# Liberty Movement > Liberty Campaigns >  Eric Brakey (MAINE)

## Warlord

Brakey is a Ron Paul supporter and state senator. He is running in Maine's 2nd Congressional district which is a 50/50 seat. He has outraised his opponents and looks certain to win the primary.




> Eric Brakey (born August 8, 1988) is an American politician who lives in Maine.
> 
> Brakey was born in Cleveland, Ohio and attended Ohio University, where he studied theater performance. After college he moved to New York City and worked as a professional actor. A supporter of Congressman Ron Paul, Brakey took a job on his 2012 presidential campaign and moved to Maine. [1]
> 
> Brakey was elected to the state Senate for District 20 in 2014; the district includes Auburn, New Gloucester, Poland, Minot, and Mechanic Falls. He was reelected in 2016.[2] Brakey served as chairman of the Senate Health and Human Services Committee.[3]
> 
> Brakey was Maine State Director for the 2012 Ron Paul presidential campaign; he led Ron Paul's supporters to win a majority of Maine delegate seats to the 2012 Republican National Convention and won key seats on the Maine Republican State Committee and National Committee. After working for Paul's 2012 presidential campaign,[4] Brakey led Defense of Liberty PAC, a libertarian political action committee in Maine.[5]
> 
> Brakey was the Republican nominee for U.S. Senate in 2018, losing to incumbent Senator Angus King with 35% of the vote in a 3-way race.[6] He is currently running to be the representative for Maine’s 2nd Congressional District.


https://en.wikipedia.org/wiki/Eric_Brakey

He is endorsed by Rand Paul, Freedomworks and Club 4 Growth.

 @Brian4Liberty if this guy wins he deserves his own forum.  He is close to perfect.

----------


## Brian4Liberty

> Brakey is a Ron Paul supporter and state senator. He is running in Maine's 2nd Congressional district which is a 50/50 seat. He has outraised his opponents and looks certain to win the primary.
> 
> https://en.wikipedia.org/wiki/Eric_Brakey
> 
> He is endorsed by Rand Paul, Freedomworks and Club 4 Growth.
> 
>  @Brian4Liberty if this guy wins he deserves his own forum.  He is close to perfect.

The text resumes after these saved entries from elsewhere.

use std::collections::HashMap;
use std::fmt;

use arm_disas::{
    disasm, disassemble_range, DisasmInterface, ImageInterface, SymbolMap,
};

/// Interface that records every callback.
#[derive(Default)]
struct Recorder {
    words: HashMap<u32, u32>,
    reads: Vec<u32>,
    addrs: Vec<u32>,
    out: String,
}

impl Recorder {
    fn with_words(base: u32, words: &[u32]) -> Self {
        let words = words
            .iter()
            .enumerate()
            .map(|(i, &w)| (base + 4 * i as u32, w))
            .collect();
        Recorder {
            words,
            ..Default::default()
        }
    }
}

impl DisasmInterface for Recorder {
    fn read_word(&mut self, addr: u32) -> u32 {
        self.reads.push(addr);
        self.words.get(&addr).copied().unwrap_or(0)
    }

    fn print_addr(&mut self, addr: u32) {
        self.addrs.push(addr);
        self.out.push_str(&format!("@{addr:x}"));
    }

    fn print(&mut self, args: fmt::Arguments<'_>) -> usize {
        let s = args.to_string();
        self.out.push_str(&s);
        s.len()
    }
}

fn words_to_bytes(words: &[u32]) -> Vec<u8> {
    words.iter().flat_map(|w| w.to_le_bytes()).collect()
}

#[test]
fn reads_exactly_one_word() {
    let mut rec = Recorder::with_words(0x8000, &[0xe3a00001]);
    assert_eq!(disasm(&mut rec, 0x8000, false), 0x8004);
    assert_eq!(rec.reads, vec![0x8000]);
    assert!(rec.addrs.is_empty());
    assert_eq!(rec.out, "mov\tr0, #0x1\n");
}

#[test]
fn one_line_per_instruction() {
    for &insn in &[0xe92d4010, 0xeafffffe, 0xe7f000f0, 0xee010f10, 0xf5d1f000] {
        let mut rec = Recorder::with_words(0x1000, &[insn]);
        disasm(&mut rec, 0x1000, false);
        assert!(rec.out.ends_with('\n'), "{insn:#010x}: {:?}", rec.out);
        assert_eq!(rec.out.matches('\n').count(), 1, "{insn:#010x}");
    }
}

#[test]
fn branch_target_goes_through_print_addr() {
    let mut rec = Recorder::with_words(0x8000, &[0xeb000010]);
    disasm(&mut rec, 0x8000, false);
    assert_eq!(rec.addrs, vec![0x8048]);
    assert_eq!(rec.out, "bl\t@8048\n");
}

#[test]
fn backward_literal_goes_through_print_addr() {
    let mut rec = Recorder::with_words(0x9000, &[0xe51f0008]);
    disasm(&mut rec, 0x9000, false);
    assert_eq!(rec.addrs, vec![0x9000]);
    assert_eq!(rec.out, "ldr\tr0, @9000\n");
}

#[test]
fn works_through_trait_object() {
    let mut rec = Recorder::with_words(0, &[0xe12fff1e]);
    let di: &mut dyn DisasmInterface = &mut rec;
    assert_eq!(disasm(di, 0, true), 4);
    assert_eq!(rec.out, "e12fff1e\tbx\tlr\n");
}

#[test]
fn condition_suffixes() {
    let expected = [
        "eq", "ne", "cs", "cc", "mi", "pl", "vs", "vc", "hi", "ls", "ge",
        "lt", "gt", "le", "",
    ];
    for (cond, suffix) in expected.iter().enumerate() {
        let insn = (cond as u32) << 28 | 0x00800000;
        let mut rec = Recorder::with_words(0, &[insn]);
        disasm(&mut rec, 0, false);
        assert_eq!(rec.out, format!("add{suffix}\tr0, r0, r0\n"));
    }
    // cond = 0b1111 with a conditional-only encoding
    let mut rec = Recorder::with_words(0, &[0xf0800000]);
    disasm(&mut rec, 0, false);
    assert_eq!(rec.out, "und\t0xf0800000\n");
}

#[test]
fn range_over_image_with_symbols() {
    let code = words_to_bytes(&[
        0xe92d4010, // stmfd sp!, {r4, lr}
        0xe3a00000, // mov r0, #0
        0xeb000000, // bl helper
        0xe8bd8010, // ldmfd sp!, {r4, pc}
        0xe12fff1e, // helper: bx lr
    ]);
    let syms: SymbolMap =
        [(0x8000, "main"), (0x8010, "helper")].into_iter().collect();
    let mut di = ImageInterface::new(0x8000, &code).with_symbols(&syms);

    let end = disassemble_range(&mut di, 0x8000, 5, false);
    assert_eq!(end, 0x8014);
    assert!(di.take_fault().is_none());
    assert_eq!(
        di.output(),
        "stmfd\tsp!, {r4, lr}\n\
         mov\tr0, #0x0\n\
         bl\t0x00008010 <helper>\n\
         ldmfd\tsp!, {r4, pc}\n\
         bx\tlr\n"
    );
}

#[test]
fn range_past_image_end_faults() {
    let code = words_to_bytes(&[0xe1a00000]);
    let mut di = ImageInterface::new(0x100, &code);
    assert_eq!(disassemble_range(&mut di, 0x100, 2, false), 0x108);
    assert_eq!(
        di.take_fault(),
        Some(arm_disas::DisasError::OutOfBounds { address: 0x104 })
    );
}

Good luck to him. Hopefully he can win. And hopefully he learned not to make any goofy dancing campaign ads...

----------


## Warlord

June 9, 2020 is the primary.

----------


## Warlord



----------


## trey4sports

> We've had 3 years to judge and see the party evolve.


My criteria is really based on how amiable the Trump-led GOP is to electing Ron Paul Republicans in the House and Senate. I'm not really a fan of Trump but if we can get strong Ron Paul candidates elected then that is a major win and makes his administration more tolerable.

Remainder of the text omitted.